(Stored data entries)
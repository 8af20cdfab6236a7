//! Routes observed frames to the protocol handlers.
//!
//! Every frame passes the same gate before anything acts on it:
//! decode → own/addressing/blocked filter → reassembly → dedup guard →
//! dispatch by kind. Each stage can drop; nothing on this path is fatal.

use std::sync::Arc;

use tokio::sync::broadcast;
use tokio::time::Instant;

use blink_core::config::ProtocolConfig;
use blink_core::message::match_gender;
use blink_core::wire::{self, PacketKind};
use blink_core::{PeerHash, Presence};
use blink_services::{
    ChatStore, DedupKey, Direction, Event, Guard, LogicalMessage, MatchStore, PeerRecord,
    PeerRegistry, Reassembler, Verdict,
};

/// What became of a frame or message.
#[derive(Debug, Clone, Copy, PartialEq, Eq)]
pub enum Disposition {
    Dispatched(PacketKind),
    /// Chunk stored, message not yet complete.
    Buffered,
    Dropped(DropReason),
}

#[derive(Debug, Clone, Copy, PartialEq, Eq)]
pub enum DropReason {
    Decode,
    OwnFrame,
    NotAddressedToMe,
    Blocked,
    Duplicate,
    Cooldown,
    InvalidPayload,
}

pub struct Router {
    local: PeerHash,
    reassembler: Reassembler,
    guard: Guard,
    registry: PeerRegistry,
    matches: Arc<dyn MatchStore>,
    chats: Arc<dyn ChatStore>,
    events: broadcast::Sender<Event>,
}

impl Router {
    pub fn new(
        local: PeerHash,
        config: &ProtocolConfig,
        registry: PeerRegistry,
        matches: Arc<dyn MatchStore>,
        chats: Arc<dyn ChatStore>,
        events: broadcast::Sender<Event>,
    ) -> Self {
        Self {
            local,
            reassembler: Reassembler::new(config.reassembly_timeout(), config.max_reassembly_buffers),
            guard: Guard::new(config.dedup_window(), config.match_cooldown()),
            registry,
            matches,
            chats,
            events,
        }
    }

    pub fn set_local(&mut self, local: PeerHash) {
        self.local = local;
    }

    /// The guard also throttles our own match requests.
    pub fn guard_mut(&mut self) -> &mut Guard {
        &mut self.guard
    }

    /// Expire stale reassembly buffers.
    pub fn sweep(&mut self, now: Instant) -> usize {
        self.reassembler.sweep(now)
    }

    /// Full receive path for one observed advertisement.
    pub fn handle_frame(&mut self, bytes: &[u8], signal_strength: Option<i16>, now: Instant) -> Disposition {
        let packet = match wire::decode(bytes) {
            Ok(packet) => packet,
            Err(e) => {
                tracing::trace!(len = bytes.len(), error = %e, "undecodable frame dropped");
                return Disposition::Dropped(DropReason::Decode);
            }
        };

        if let Some(reason) = self.filter(packet.sender, packet.kind, packet.target) {
            return Disposition::Dropped(reason);
        }

        match self.reassembler.ingest(packet, signal_strength, now) {
            Some(message) => self.accept(message, now),
            None => Disposition::Buffered,
        }
    }

    /// Receive path for an already reassembled message.
    pub fn handle(&mut self, message: LogicalMessage, now: Instant) -> Disposition {
        if let Some(reason) = self.filter(message.sender, message.kind, message.target) {
            return Disposition::Dropped(reason);
        }
        self.accept(message, now)
    }

    fn filter(&self, sender: PeerHash, kind: PacketKind, target: PeerHash) -> Option<DropReason> {
        if sender == self.local {
            tracing::trace!("own frame ignored");
            return Some(DropReason::OwnFrame);
        }
        if kind.is_addressed() && target != self.local {
            tracing::trace!(?kind, %target, "frame for another device");
            return Some(DropReason::NotAddressedToMe);
        }
        if self.matches.is_blocked(&sender) {
            tracing::trace!(peer = %sender, "frame from blocked peer");
            return Some(DropReason::Blocked);
        }
        None
    }

    fn accept(&mut self, message: LogicalMessage, now: Instant) -> Disposition {
        let key = DedupKey::new(message.sender, message.kind, message.msg_id);
        match self.guard.should_process(key, now) {
            Verdict::Accept => self.dispatch(message, now),
            Verdict::Duplicate if message.kind == PacketKind::Presence => {
                self.refresh_presence(message, now)
            }
            Verdict::Duplicate => {
                tracing::trace!(peer = %message.sender, kind = ?message.kind, "duplicate suppressed");
                Disposition::Dropped(DropReason::Duplicate)
            }
            Verdict::Cooldown => {
                tracing::debug!(peer = %message.sender, "match request in cooldown");
                Disposition::Dropped(DropReason::Cooldown)
            }
        }
    }

    /// A presence repeat inside the dedup window only refreshes liveness,
    /// unless the name or gender behind the hash changed.
    fn refresh_presence(&mut self, message: LogicalMessage, now: Instant) -> Disposition {
        let changed = match (
            Presence::decode(&message.payload),
            self.registry.get(&message.sender),
        ) {
            (Some(presence), Some(known)) => {
                presence.display_name != known.display_name || presence.gender != known.gender
            }
            (Some(_), None) => true,
            (None, _) => false,
        };
        if changed {
            tracing::debug!(peer = %message.sender, "presence changed within dedup window");
            return self.dispatch(message, now);
        }

        self.registry
            .touch(&message.sender, message.signal_strength, now);
        tracing::trace!(peer = %message.sender, "duplicate presence refreshed");
        Disposition::Dropped(DropReason::Duplicate)
    }

    fn dispatch(&mut self, message: LogicalMessage, now: Instant) -> Disposition {
        let from = message.sender;
        let kind = message.kind;

        let event = match kind {
            PacketKind::Presence => {
                let Some(presence) = Presence::decode(&message.payload) else {
                    tracing::debug!(peer = %from, "empty presence payload");
                    return Disposition::Dropped(DropReason::InvalidPayload);
                };
                self.registry.upsert(PeerRecord {
                    hash: from,
                    display_name: presence.display_name.clone(),
                    gender: presence.gender,
                    signal_strength: message.signal_strength,
                    last_seen_at: now,
                });
                Event::PresenceUpdated {
                    peer: from,
                    display_name: presence.display_name,
                    gender: presence.gender,
                    signal_strength: message.signal_strength,
                }
            }
            PacketKind::MatchRequest => {
                let gender = match_gender(&message.payload);
                self.matches.store_pending_request(from, gender);
                Event::MatchRequested { from, gender }
            }
            PacketKind::MatchAccept => {
                let gender = match_gender(&message.payload);
                self.matches.finalize_match(from, gender);
                Event::MatchAccepted { from, gender }
            }
            PacketKind::MatchReject => {
                self.matches.remove_match(from);
                Event::MatchRejected { from }
            }
            PacketKind::Chat => {
                let text = match String::from_utf8(message.payload) {
                    Ok(text) => text,
                    Err(e) => {
                        tracing::debug!(peer = %from, error = %e, "chat is not valid UTF-8");
                        return Disposition::Dropped(DropReason::InvalidPayload);
                    }
                };
                self.chats.append_message(from, &text, Direction::Incoming);
                Event::ChatReceived { from, text }
            }
            PacketKind::Unmatch => {
                self.matches.remove_match(from);
                Event::Unmatched { from }
            }
            PacketKind::Block => {
                self.matches.remove_match(from);
                Event::Blocked { from }
            }
        };

        tracing::debug!(peer = %from, ?kind, "message dispatched");
        let _ = self.events.send(event);
        Disposition::Dispatched(kind)
    }
}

*Exercise objective:* The line containing "dedup guard →" marks the end. Please print exactly every line from the top of the data to it, both included, and nothing more.

*Exercise response:*
repository 8af20cdfab6236a7
//! Routes observed frames to the protocol handlers.
//!
//! Every frame passes the same gate before anything acts on it:
//! decode → own/addressing/blocked filter → reassembly → dedup guard →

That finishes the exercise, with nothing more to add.